ASSIGNMENT – From the entries that follow, reproduce exactly and only the lines from the line with "starts in consumes" to the line with "let total = offsets.len() - 1;", endpoints included.
= = =
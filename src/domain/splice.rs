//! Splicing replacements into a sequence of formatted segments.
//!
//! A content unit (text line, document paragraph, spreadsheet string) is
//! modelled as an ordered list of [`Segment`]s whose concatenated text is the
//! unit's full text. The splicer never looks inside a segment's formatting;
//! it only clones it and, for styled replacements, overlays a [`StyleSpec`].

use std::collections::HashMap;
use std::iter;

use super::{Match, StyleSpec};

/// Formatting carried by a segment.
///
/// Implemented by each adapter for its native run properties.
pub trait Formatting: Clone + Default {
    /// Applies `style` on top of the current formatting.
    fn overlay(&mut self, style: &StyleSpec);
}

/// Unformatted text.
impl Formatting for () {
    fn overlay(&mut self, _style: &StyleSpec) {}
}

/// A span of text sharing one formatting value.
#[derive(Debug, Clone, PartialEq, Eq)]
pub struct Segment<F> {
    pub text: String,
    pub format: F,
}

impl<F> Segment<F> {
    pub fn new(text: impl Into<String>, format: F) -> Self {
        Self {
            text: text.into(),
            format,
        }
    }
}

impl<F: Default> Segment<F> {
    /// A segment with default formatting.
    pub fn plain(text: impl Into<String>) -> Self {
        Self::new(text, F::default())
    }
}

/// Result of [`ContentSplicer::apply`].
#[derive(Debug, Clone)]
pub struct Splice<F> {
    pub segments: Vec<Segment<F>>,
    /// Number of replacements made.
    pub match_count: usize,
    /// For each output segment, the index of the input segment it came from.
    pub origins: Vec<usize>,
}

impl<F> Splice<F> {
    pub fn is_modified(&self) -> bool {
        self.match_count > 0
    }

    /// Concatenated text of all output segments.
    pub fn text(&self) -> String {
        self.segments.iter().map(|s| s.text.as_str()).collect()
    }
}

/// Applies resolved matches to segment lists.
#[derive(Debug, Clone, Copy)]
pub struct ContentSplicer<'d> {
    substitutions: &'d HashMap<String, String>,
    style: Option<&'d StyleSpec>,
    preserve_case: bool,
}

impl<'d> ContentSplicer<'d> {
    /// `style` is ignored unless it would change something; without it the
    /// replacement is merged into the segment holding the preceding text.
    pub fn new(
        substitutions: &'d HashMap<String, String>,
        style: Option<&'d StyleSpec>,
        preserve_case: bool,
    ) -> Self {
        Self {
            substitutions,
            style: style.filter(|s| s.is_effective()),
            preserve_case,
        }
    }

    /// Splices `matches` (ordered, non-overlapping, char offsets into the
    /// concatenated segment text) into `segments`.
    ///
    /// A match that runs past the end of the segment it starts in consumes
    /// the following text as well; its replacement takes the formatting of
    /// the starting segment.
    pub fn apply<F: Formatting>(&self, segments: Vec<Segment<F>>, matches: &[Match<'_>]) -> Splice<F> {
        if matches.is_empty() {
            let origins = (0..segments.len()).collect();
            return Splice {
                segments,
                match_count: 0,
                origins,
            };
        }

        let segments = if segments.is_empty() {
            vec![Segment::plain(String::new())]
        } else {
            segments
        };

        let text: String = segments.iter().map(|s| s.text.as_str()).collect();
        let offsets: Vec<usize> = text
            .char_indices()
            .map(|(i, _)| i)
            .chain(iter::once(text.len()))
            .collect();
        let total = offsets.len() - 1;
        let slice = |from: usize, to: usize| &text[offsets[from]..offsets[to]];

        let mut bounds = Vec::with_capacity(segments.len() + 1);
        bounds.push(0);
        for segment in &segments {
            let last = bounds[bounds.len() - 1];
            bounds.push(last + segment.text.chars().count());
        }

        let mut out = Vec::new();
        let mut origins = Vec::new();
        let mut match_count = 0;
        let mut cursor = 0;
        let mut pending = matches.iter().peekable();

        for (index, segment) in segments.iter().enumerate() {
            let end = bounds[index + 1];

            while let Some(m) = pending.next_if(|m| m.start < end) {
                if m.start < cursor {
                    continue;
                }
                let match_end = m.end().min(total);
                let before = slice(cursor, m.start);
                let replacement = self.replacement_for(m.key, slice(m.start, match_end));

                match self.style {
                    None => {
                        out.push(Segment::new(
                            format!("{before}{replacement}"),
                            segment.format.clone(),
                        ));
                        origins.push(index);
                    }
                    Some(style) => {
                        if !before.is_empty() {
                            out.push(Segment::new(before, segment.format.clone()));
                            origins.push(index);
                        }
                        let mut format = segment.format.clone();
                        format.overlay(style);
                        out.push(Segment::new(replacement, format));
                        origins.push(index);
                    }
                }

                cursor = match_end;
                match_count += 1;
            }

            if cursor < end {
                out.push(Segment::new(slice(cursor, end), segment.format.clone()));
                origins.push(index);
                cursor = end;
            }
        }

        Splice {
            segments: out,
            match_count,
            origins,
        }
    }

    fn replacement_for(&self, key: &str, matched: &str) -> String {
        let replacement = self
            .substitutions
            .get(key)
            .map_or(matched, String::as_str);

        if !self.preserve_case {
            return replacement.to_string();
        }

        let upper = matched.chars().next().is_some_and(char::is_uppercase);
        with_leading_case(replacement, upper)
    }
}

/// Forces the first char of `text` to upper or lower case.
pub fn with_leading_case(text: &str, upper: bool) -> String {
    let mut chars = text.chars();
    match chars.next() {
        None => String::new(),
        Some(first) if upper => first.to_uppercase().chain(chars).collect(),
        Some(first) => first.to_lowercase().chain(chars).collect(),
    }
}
= = =
SOLUTION TO THE PROBLEM –
    /// A match that runs past the end of the segment it starts in consumes
    /// the following text as well; its replacement takes the formatting of
    /// the starting segment.
    pub fn apply<F: Formatting>(&self, segments: Vec<Segment<F>>, matches: &[Match<'_>]) -> Splice<F> {
        if matches.is_empty() {
            let origins = (0..segments.len()).collect();
            return Splice {
                segments,
                match_count: 0,
                origins,
            };
        }

        let segments = if segments.is_empty() {
            vec![Segment::plain(String::new())]
        } else {
            segments
        };

        let text: String = segments.iter().map(|s| s.text.as_str()).collect();
        let offsets: Vec<usize> = text
            .char_indices()
            .map(|(i, _)| i)
            .chain(iter::once(text.len()))
            .collect();
        let total = offsets.len() - 1;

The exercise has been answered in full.